Skewed X-chromosome Inactivation in Unsolved Neurodevelopmental Disease Cases Can Guide Re-evaluation for X-linked Genes

Abstract

Abstract Despite major technical and genetic advances, more than half of the neurodevelopmental disorders (NDDs) cases remain undiagnosed. We explored the frequency of non-random XCI in the mothers of male patients and in affected females from a clinically heterogeneous cohort of unsolved NDD cases, negative at FRAXA, chromosomal microarray analysis and Trio Exome Sequencing. We hypothesize that an unbalanced XCI could unmask previously discarded genetic variants on the X chromosome connected both to XCI and NDD. A multiplex fluorescent-PCR-based assay was used to screen the XCI pattern after methylation sensitive HhaI digestion. Trio-based ES re-analysis was performed in families with skewed XCI occurrence. Linkage analysis and RT-PCR were used to further study the X-chromosome inactive allele.

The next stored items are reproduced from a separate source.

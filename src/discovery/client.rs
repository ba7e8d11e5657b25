//! Bounded-retry incremental record fetching
//!
//! Record IDs are assigned sequentially by the discovery service, so new
//! records since the last run are found by probing `watermark + 1`,
//! `watermark + 2`, and so on. The loop stops after a configured number of
//! probes or after too many consecutive misses, whichever comes first.
//! Individual misses are expected (deleted or not-yet-visible records) and
//! never abort the run.

use super::provider::Provider;
use super::records::DiscoveryRecord;
use super::DiscoveryError;
use serde::de::DeserializeOwned;
use serde::Deserialize;
use std::time::Duration;
use url::Url;

/// Configuration for the discovery fetch loop.
#[derive(Debug, Clone)]
pub struct FetchConfig {
    /// User agent string
    pub user_agent: String,
    /// Request timeout
    pub timeout: Duration,
    /// Connection timeout
    pub connect_timeout: Duration,
    /// Maximum ID probes per category per run
    pub max_iterations: u64,
    /// Consecutive misses before giving up early
    pub max_consecutive_failures: u64,
}

impl Default for FetchConfig {
    fn default() -> Self {
        Self {
            user_agent: "sitemapper/0.1".to_string(),
            timeout: Duration::from_secs(30),
            connect_timeout: Duration::from_secs(10),
            max_iterations: 500,
            max_consecutive_failures: 10,
        }
    }
}

/// Result of one category's fetch phase.
#[derive(Debug, Clone)]
pub struct FetchOutcome {
    /// Public site URLs for the fetched records, in ID order.
    pub urls: Vec<String>,
    /// New watermark: the highest ID probed, hit or miss.
    pub latest: u64,
}

/// Envelope the discovery endpoint wraps single-record responses in.
#[derive(Debug, Deserialize)]
struct Envelope<T> {
    #[serde(default = "Vec::new")]
    data: Vec<T>,
    #[serde(default)]
    error: Option<String>,
}

/// Client for the discovery endpoint.
pub struct DiscoveryClient {
    client: reqwest::Client,
    provider: Provider,
    site: Url,
    config: FetchConfig,
}

impl DiscoveryClient {
    pub fn new(endpoint: Url, site: Url, config: FetchConfig) -> Result<Self, DiscoveryError> {
        let client = reqwest::Client::builder()
            .timeout(config.timeout)
            .connect_timeout(config.connect_timeout)
            .user_agent(&config.user_agent)
            .gzip(true)
            .build()?;

        Ok(Self {
            client,
            provider: Provider::new(endpoint),
            site,
            config,
        })
    }

    /// Probe for records with IDs above `watermark`, returning their public
    /// URLs in order plus the new watermark.
    ///
    /// Every probe advances the watermark, so a permanently missing ID is
    /// skipped for good rather than re-probed forever. A miss streak of
    /// `max_consecutive_failures` means we have run past the newest record.
    pub async fn fetch_new<R: DiscoveryRecord>(
        &self,
        watermark: u64,
    ) -> Result<FetchOutcome, DiscoveryError> {
        let endpoint = self.provider.endpoint(&self.client).await?;
        let base = endpoint.as_str().trim_end_matches('/');

        let mut urls = Vec::new();
        let mut consecutive_failures = 0;
        let mut iterations = 0;

        while consecutive_failures < self.config.max_consecutive_failures
            && iterations < self.config.max_iterations
        {
            let id = watermark + iterations + 1;
            let request_url = format!("{}{}", base, R::request_path(id));

            match self.fetch_one::<R>(&request_url).await {
                Ok(record) => match record.location(&self.site) {
                    Ok(loc) => {
                        tracing::debug!("fetched {}", request_url);
                        urls.push(loc.into());
                        consecutive_failures = 0;
                    }
                    Err(e) => {
                        tracing::warn!("record {} has no usable location: {e}", id);
                        consecutive_failures += 1;
                    }
                },
                Err(e) => {
                    tracing::debug!("miss at {}: {e}", request_url);
                    consecutive_failures += 1;
                }
            }

            iterations += 1;
        }

        Ok(FetchOutcome {
            urls,
            latest: watermark + iterations,
        })
    }

    async fn fetch_one<R: DeserializeOwned>(&self, url: &str) -> Result<R, DiscoveryError> {
        let response = self.client.get(url).send().await?;
        let envelope: Envelope<R> = response.error_for_status()?.json().await?;

        if let Some(error) = envelope.error {
            return Err(DiscoveryError::MalformedRecord(error));
        }
        envelope.data.into_iter().next().ok_or(DiscoveryError::NotFound)
    }
}

#[cfg(test)]
mod tests {
    use super::*;
    use crate::discovery::records::TrackRecord;

    #[test]
    fn test_envelope_missing_fields() {
        let empty: Envelope<TrackRecord> = serde_json::from_str("{}").unwrap();
        assert!(empty.data.is_empty());
        assert!(empty.error.is_none());

        let err: Envelope<TrackRecord> =
            serde_json::from_str(r#"{"error": "not found"}"#).unwrap();
        assert_eq!(err.error.as_deref(), Some("not found"));
    }

    #[test]
    fn test_envelope_with_record() {
        let json = r#"{
            "data": [
                {"track_id": 42, "title": "A Song", "user": {"handle": "artist"}}
            ]
        }"#;
        let envelope: Envelope<TrackRecord> = serde_json::from_str(json).unwrap();
        assert_eq!(envelope.data.len(), 1);
        assert_eq!(envelope.data[0].track_id, 42);
    }

    #[test]
    fn test_fetch_config_defaults() {
        let config = FetchConfig::default();
        assert_eq!(config.max_consecutive_failures, 10);
        assert!(config.max_iterations > 0);
    }
}
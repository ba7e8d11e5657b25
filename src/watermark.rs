//! Persisted per-category watermarks
//!
//! A watermark is the highest record ID a category has processed across all
//! runs. The three watermarks are stored together in a small YAML file
//! (`latest.yml`) read at the start of a run and overwritten at the end. A
//! missing or unparseable file means "start from zero" for all categories:
//! a full re-scan is safe (URL derivation is idempotent), just expensive.

use crate::sitemap::Category;
use serde::{Deserialize, Serialize};
use std::path::Path;

/// Highest record ID processed per category.
#[derive(Debug, Clone, Copy, Default, PartialEq, Eq, Serialize, Deserialize)]
pub struct Watermarks {
    pub track: u64,
    pub collection: u64,
    pub user: u64,
}

/// On-disk shape: `latest: {track, collection, user}`.
#[derive(Debug, Serialize, Deserialize)]
struct WatermarkFile {
    latest: Watermarks,
}

impl Watermarks {
    /// Read watermarks from `path`, falling back to all zeros when the file
    /// is missing or does not parse.
    pub fn load(path: &Path) -> Self {
        let parsed = std::fs::read_to_string(path)
            .map_err(anyhow::Error::from)
            .and_then(|s| serde_yaml::from_str::<WatermarkFile>(&s).map_err(Into::into));

        match parsed {
            Ok(file) => file.latest,
            Err(e) => {
                tracing::info!(
                    "no usable watermark file at {} ({e:#}), starting from zero",
                    path.display()
                );
                Self::default()
            }
        }
    }

    /// Overwrite `path` with the current watermarks.
    pub fn save(&self, path: &Path) -> anyhow::Result<()> {
        let yaml = serde_yaml::to_string(&WatermarkFile { latest: *self })?;
        std::fs::write(path, yaml)?;
        Ok(())
    }

    pub fn get(&self, category: Category) -> u64 {
        match category {
            Category::Tracks => self.track,
            Category::Collections => self.collection,
            Category::Users => self.user,
        }
    }

    pub fn set(&mut self, category: Category, value: u64) {
        match category {
            Category::Tracks => self.track = value,
            Category::Collections => self.collection = value,
            Category::Users => self.user = value,
        }
    }
}

#[cfg(test)]
mod tests {
    use super::*;
    use tempfile::TempDir;

    #[test]
    fn test_round_trip() {
        let dir = TempDir::new().unwrap();
        let path = dir.path().join("latest.yml");

        let marks = Watermarks {
            track: 120_500,
            collection: 3_200,
            user: 48_000,
        };
        marks.save(&path).unwrap();

        assert_eq!(Watermarks::load(&path), marks);
    }

    #[test]
    fn test_missing_file_is_zero() {
        let dir = TempDir::new().unwrap();
        let path = dir.path().join("latest.yml");

        assert_eq!(Watermarks::load(&path), Watermarks::default());
    }

    #[test]
    fn test_corrupt_file_is_zero() {
        let dir = TempDir::new().unwrap();
        let path = dir.path().join("latest.yml");
        std::fs::write(&path, "latest: [not, a, map]").unwrap();

        assert_eq!(Watermarks::load(&path), Watermarks::default());
    }

    #[test]
    fn test_category_accessors() {
        let mut marks = Watermarks::default();
        marks.set(Category::Collections, 7);
        assert_eq!(marks.get(Category::Collections), 7);
        assert_eq!(marks.get(Category::Tracks), 0);
    }
}
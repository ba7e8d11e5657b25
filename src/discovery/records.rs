//! Record shapes returned by the discovery endpoint and their public URLs
//!
//! Each record category maps deterministically to a crawlable site URL built
//! from the owning user's handle, a slug of the title or name, and the
//! numeric record ID. Slugs match the routing rules of the web client, so
//! the emitted locations are real pages.

use super::DiscoveryError;
use serde::de::DeserializeOwned;
use serde::Deserialize;
use url::Url;

/// Characters stripped from titles and names before slugging.
const SLUG_STRIP: &[char] = &[
    '!', '%', '#', '$', '&', '\'', '(', ')', '*', '+', ',', '/', ':', ';', '=', '?', '@', '[', ']',
];

/// Format a title or name the way the web client routes it: punctuation
/// stripped, whitespace runs collapsed to a single `-`, lowercased.
pub fn format_url_name(name: &str) -> String {
    let stripped: String = name.chars().filter(|c| !SLUG_STRIP.contains(c)).collect();

    let mut slug = String::with_capacity(stripped.len());
    let mut last_dash = false;
    for c in stripped.chars() {
        if c.is_whitespace() || c == '-' {
            if !last_dash {
                slug.push('-');
                last_dash = true;
            }
        } else {
            slug.extend(c.to_lowercase());
            last_dash = false;
        }
    }
    slug
}

fn site_path(site: &Url, path: &str) -> Result<Url, DiscoveryError> {
    site.join(path)
        .map_err(|e| DiscoveryError::MalformedRecord(format!("bad location {path:?}: {e}")))
}

/// A record category the discovery endpoint can be probed for.
pub trait DiscoveryRecord: DeserializeOwned + Send {
    /// Request path (relative to the provider endpoint) for a single ID.
    fn request_path(id: u64) -> String;

    /// Public site URL for this record.
    fn location(&self, site: &Url) -> Result<Url, DiscoveryError>;
}

/// Owning user embedded in track and collection responses.
#[derive(Debug, Clone, Deserialize)]
pub struct UserRecord {
    pub handle: String,
}

impl DiscoveryRecord for UserRecord {
    fn request_path(id: u64) -> String {
        format!("/users?id={}", id)
    }

    fn location(&self, site: &Url) -> Result<Url, DiscoveryError> {
        site_path(site, &self.handle)
    }
}

#[derive(Debug, Clone, Deserialize)]
pub struct TrackRecord {
    pub track_id: u64,
    pub title: String,
    pub user: UserRecord,
}

impl DiscoveryRecord for TrackRecord {
    fn request_path(id: u64) -> String {
        format!("/tracks?with_users=true&id={}", id)
    }

    fn location(&self, site: &Url) -> Result<Url, DiscoveryError> {
        let path = format!(
            "{}/{}-{}",
            self.user.handle,
            format_url_name(&self.title),
            self.track_id
        );
        site_path(site, &path)
    }
}

#[derive(Debug, Clone, Deserialize)]
pub struct CollectionRecord {
    pub playlist_id: u64,
    pub playlist_name: String,
    pub is_album: bool,
    pub user: UserRecord,
}

impl DiscoveryRecord for CollectionRecord {
    fn request_path(id: u64) -> String {
        format!("/playlists?with_users=true&playlist_id={}", id)
    }

    fn location(&self, site: &Url) -> Result<Url, DiscoveryError> {
        let kind = if self.is_album { "album" } else { "playlist" };
        let path = format!(
            "{}/{}/{}-{}",
            self.user.handle,
            kind,
            format_url_name(&self.playlist_name),
            self.playlist_id
        );
        site_path(site, &path)
    }
}
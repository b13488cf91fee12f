use tracing::warn;

use crate::db::Database;
use crate::error::{Error, Result};

use super::remote::RemoteClient;
use super::repo;
use super::types::{MajorRecommendation, StudentProfile, Submission, SubmissionRow};

/// Submission storage front. When a remote API is configured every
/// operation is tried there first and silently falls back to the local
/// repository, so embedding hosts keep working offline.
#[derive(Clone)]
pub struct SubmissionService {
    db: Database,
    remote: Option<RemoteClient>,
}

fn combined(remote: Error, local: Error) -> Error {
    Error::RemoteUnreachable(format!("{remote}; local fallback also failed: {local}"))
}

impl SubmissionService {
    pub fn new(db: Database, remote: Option<RemoteClient>) -> Self {
        Self { db, remote }
    }

    /// Stores an already-built row, remote first. The row must decode as a
    /// typed submission; wire rows that do not are refused here, before
    /// either path runs, so a bad insert can never poison later reads.
    pub async fn store_row(&self, row: &SubmissionRow) -> Result<()> {
        row.clone().decode()?;
        if let Some(remote) = &self.remote {
            match remote.create(row).await {
                Ok(()) => return Ok(()),
                Err(e) => {
                    warn!(error = %e, "remote submissions api unavailable, storing locally");
                    return repo::insert_row(&self.db, row)
                        .await
                        .map_err(|local| combined(e, local));
                }
            }
        }
        repo::insert_row(&self.db, row).await
    }

    /// Builds and stores one completed assessment, returning the stored
    /// record.
    pub async fn record(
        &self,
        account_id: Option<String>,
        profile: &StudentProfile,
        recommendations: &[MajorRecommendation],
    ) -> Result<Submission> {
        let row = SubmissionRow::build(account_id, profile, recommendations)?;
        self.store_row(&row).await?;
        row.decode()
    }

    /// Wire-form rows, newest first.
    pub async fn list_rows(&self) -> Result<Vec<SubmissionRow>> {
        if let Some(remote) = &self.remote {
            match remote.list().await {
                Ok(rows) => return Ok(rows),
                Err(e) => {
                    warn!(error = %e, "remote submissions api unavailable, reading locally");
                    return repo::list_rows(&self.db).map_err(|local| combined(e, local));
                }
            }
        }
        repo::list_rows(&self.db)
    }

    /// Typed submissions, newest first.
    pub async fn list(&self) -> Result<Vec<Submission>> {
        self.list_rows()
            .await?
            .into_iter()
            .map(SubmissionRow::decode)
            .collect()
    }

    pub async fn clear_all(&self) -> Result<()> {
        if let Some(remote) = &self.remote {
            match remote.clear().await {
                Ok(()) => return Ok(()),
                Err(e) => {
                    warn!(error = %e, "remote submissions api unavailable, clearing locally");
                    return repo::clear_all(&self.db)
                        .await
                        .map_err(|local| combined(e, local));
                }
            }
        }
        repo::clear_all(&self.db).await
    }
}
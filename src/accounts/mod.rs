pub mod password;
pub mod repo;
pub mod types;
use serde::{Deserialize, Serialize};
use time::OffsetDateTime;

use crate::error::{Error, Result};

/// Role held by an account.
#[derive(Debug, Clone, Copy, PartialEq, Eq, Serialize, Deserialize)]
#[serde(rename_all = "lowercase")]
pub enum Role {
    Student,
    Admin,
    Owner,
}

impl Role {
    pub fn as_str(self) -> &'static str {
        match self {
            Role::Student => "student",
            Role::Admin => "admin",
            Role::Owner => "owner",
        }
    }

    pub fn parse(s: &str) -> Result<Self> {
        match s {
            "student" => Ok(Role::Student),
            "admin" => Ok(Role::Admin),
            "owner" => Ok(Role::Owner),
            other => Err(Error::Decode(format!("unknown role {other:?}"))),
        }
    }
}

/// A registered identity.
#[derive(Debug, Clone, PartialEq, Serialize)]
pub struct Account {
    pub id: String,                  // opaque unique id
    pub username: String,            // email for students, free-form for staff
    pub name: String,                // display name
    #[serde(skip_serializing)]
    pub password_hash: String,       // Argon2 PHC string, never exposed
    pub role: Role,
    pub phone: Option<String>,
    #[serde(with = "time::serde::rfc3339")]
    pub created_at: OffsetDateTime,
}

/// Registration input for a student account; the email doubles as username.
#[derive(Debug, Clone, Deserialize)]
pub struct NewStudent {
    pub name: String,
    pub email: String,
    pub password: String,
    #[serde(default)]
    pub phone: Option<String>,
}

/// Input for owner-invoked admin creation.
#[derive(Debug, Clone, Deserialize)]
pub struct NewAdmin {
    pub username: String,
    pub password: String,
    pub name: String,
}

/// Partial profile update; absent fields keep their stored value.
#[derive(Debug, Clone, Default, Deserialize)]
pub struct ProfileChanges {
    pub name: Option<String>,
    pub password: Option<String>,
    pub phone: Option<String>,
}
use rusqlite::params;
use tracing::info;
use uuid::Uuid;

use crate::db::{now_stamp, parse_stamp, Database};
use crate::error::{Error, Result};

use super::password;
use super::types::{Account, NewAdmin, NewStudent, ProfileChanges, Role};

/// Fixed bootstrap identity, created when no owner-role account exists.
pub const OWNER_ID: &str = "owner-1";
pub const OWNER_USERNAME: &str = "admin";
pub const OWNER_PASSWORD: &str = "admin123";
const OWNER_NAME: &str = "Owner";

const ACCOUNT_COLUMNS: &str = "id, username, name, password, role, phone, created_at";

const INSERT_ACCOUNT: &str = "INSERT INTO accounts \
    (id, username, name, password, role, phone, created_at) \
    VALUES (?1, ?2, ?3, ?4, ?5, ?6, ?7)";

const UPDATE_PROFILE: &str =
    "UPDATE accounts SET name = ?1, password = ?2, phone = ?3 WHERE id = ?4";

const COUNT_OWNERS: &str = "SELECT count(*) FROM accounts WHERE role = 'owner'";

/// Loosely-typed mirror of one `accounts` row; decoded exactly once before
/// anything leaves this module.
struct AccountRow {
    id: String,
    username: String,
    name: String,
    password: String,
    role: String,
    phone: Option<String>,
    created_at: String,
}

impl AccountRow {
    fn read(row: &rusqlite::Row<'_>) -> rusqlite::Result<Self> {
        Ok(Self {
            id: row.get(0)?,
            username: row.get(1)?,
            name: row.get(2)?,
            password: row.get(3)?,
            role: row.get(4)?,
            phone: row.get(5)?,
            created_at: row.get(6)?,
        })
    }

    fn decode(self) -> Result<Account> {
        Ok(Account {
            id: self.id,
            username: self.username,
            name: self.name,
            password_hash: self.password,
            role: Role::parse(&self.role)?,
            phone: self.phone,
            created_at: parse_stamp(&self.created_at)?,
        })
    }
}

fn find_row_by_username(db: &Database, username: &str) -> Result<Option<AccountRow>> {
    let sql = format!("SELECT {ACCOUNT_COLUMNS} FROM accounts WHERE username = ?1");
    db.query_row_opt(&sql, params![username], AccountRow::read)
}

fn find_row_by_id(db: &Database, id: &str) -> Result<Option<AccountRow>> {
    let sql = format!("SELECT {ACCOUNT_COLUMNS} FROM accounts WHERE id = ?1");
    db.query_row_opt(&sql, params![id], AccountRow::read)
}

/// Login lookup. The username match is exact and case-sensitive; the
/// password is checked against the stored hash. Unknown username, wrong
/// password and an undecodable stored hash all come back as `None`.
pub fn find_by_credentials(db: &Database, username: &str, plain: &str) -> Result<Option<Account>> {
    let Some(row) = find_row_by_username(db, username)? else {
        return Ok(None);
    };
    if !password::verify(plain, &row.password) {
        return Ok(None);
    }
    row.decode().map(Some)
}

/// Creates a student account from a registration; the student's email is the
/// username.
pub async fn register(db: &Database, new: &NewStudent) -> Result<Account> {
    insert_account(
        db,
        Uuid::new_v4().to_string(),
        &new.email,
        &new.name,
        &new.password,
        Role::Student,
        new.phone.clone(),
    )
    .await
}

/// Owner-only creation of an admin account.
pub async fn create_admin(db: &Database, acting: &Account, new: &NewAdmin) -> Result<Account> {
    if acting.role != Role::Owner {
        return Err(Error::Unauthorized);
    }
    insert_account(
        db,
        Uuid::new_v4().to_string(),
        &new.username,
        &new.name,
        &new.password,
        Role::Admin,
        None,
    )
    .await
}

/// Applies only the fields present in `changes`; a changed password is
/// re-hashed. Fails with NotFound when the id is unknown.
pub async fn update_profile(db: &Database, id: &str, changes: &ProfileChanges) -> Result<Account> {
    let Some(row) = find_row_by_id(db, id)? else {
        return Err(Error::NotFound(id.to_owned()));
    };
    let current = row.decode()?;

    let name = changes.name.clone().unwrap_or_else(|| current.name.clone());
    let password_hash = match &changes.password {
        Some(plain) => password::hash(plain)?,
        None => current.password_hash.clone(),
    };
    let phone = changes.phone.clone().or_else(|| current.phone.clone());

    db.write(|engine| engine.execute(UPDATE_PROFILE, params![name, password_hash, phone, id]))
        .await?;
    Ok(Account {
        id: current.id,
        username: current.username,
        name,
        password_hash,
        role: current.role,
        phone,
        created_at: current.created_at,
    })
}

/// Admin listing, restricted to the owner. Anyone else sees nothing rather
/// than an error, matching how the listing is used for display.
pub fn list_admins(db: &Database, acting: &Account) -> Result<Vec<Account>> {
    if acting.role != Role::Owner {
        return Ok(Vec::new());
    }
    let sql = format!(
        "SELECT {ACCOUNT_COLUMNS} FROM accounts WHERE role = 'admin' ORDER BY created_at DESC"
    );
    let rows = db.query(&sql, [], AccountRow::read)?;
    rows.into_iter().map(AccountRow::decode).collect()
}

/// Inserts the fixed owner account unless an owner already exists. Runs on
/// every startup right after the database is ready.
pub async fn bootstrap_owner(db: &Database) -> Result<()> {
    let owners = db
        .query_row_opt(COUNT_OWNERS, [], |row| row.get::<_, i64>(0))?
        .unwrap_or(0);
    if owners > 0 {
        return Ok(());
    }
    let hash = password::hash(OWNER_PASSWORD)?;
    let created_at = now_stamp()?;
    db.write(|engine| {
        engine.execute(
            INSERT_ACCOUNT,
            params![
                OWNER_ID,
                OWNER_USERNAME,
                OWNER_NAME,
                hash,
                Role::Owner.as_str(),
                Option::<String>::None,
                created_at
            ],
        )
    })
    .await?;
    info!(username = OWNER_USERNAME, "bootstrap owner account created");
    Ok(())
}

async fn insert_account(
    db: &Database,
    id: String,
    username: &str,
    name: &str,
    plain: &str,
    role: Role,
    phone: Option<String>,
) -> Result<Account> {
    if find_row_by_username(db, username)?.is_some() {
        return Err(Error::DuplicateUsername(username.to_owned()));
    }
    let password_hash = password::hash(plain)?;
    let created_at = now_stamp()?;
    db.write(|engine| {
        engine.execute(
            INSERT_ACCOUNT,
            params![
                id,
                username,
                name,
                password_hash,
                role.as_str(),
                phone,
                created_at
            ],
        )
    })
    .await?;
    Ok(Account {
        id,
        username: username.to_owned(),
        name: name.to_owned(),
        password_hash,
        role,
        phone,
        created_at: parse_stamp(&created_at)?,
    })
}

X-drop was used to define the chromosome deletion boundaries. We found a skewed XCI (>90%) in 16/186 mothers of affected NDD males (8.6%) and 12/90 female patients (13.3%), far beyond the expected XCI in normal population (3.6%, OR=4.10; OR=2.51). Reanalyzing ES and clinical data, we solved 7/28 cases (25%). These included variants in the KDM5C, PDZD4, PHF6, TAF1, OTUD5, and ZMYM3, and a genomic deletion spanning exons 3-4 of the ATRX gene. The identification of a skewed XCI is an easy assay that can help selecting a subgroup of patients for the re-evaluation of X-linked variants, improving the diagnostic yield in NDD patients, and allowing the identification of new X-linked disorders.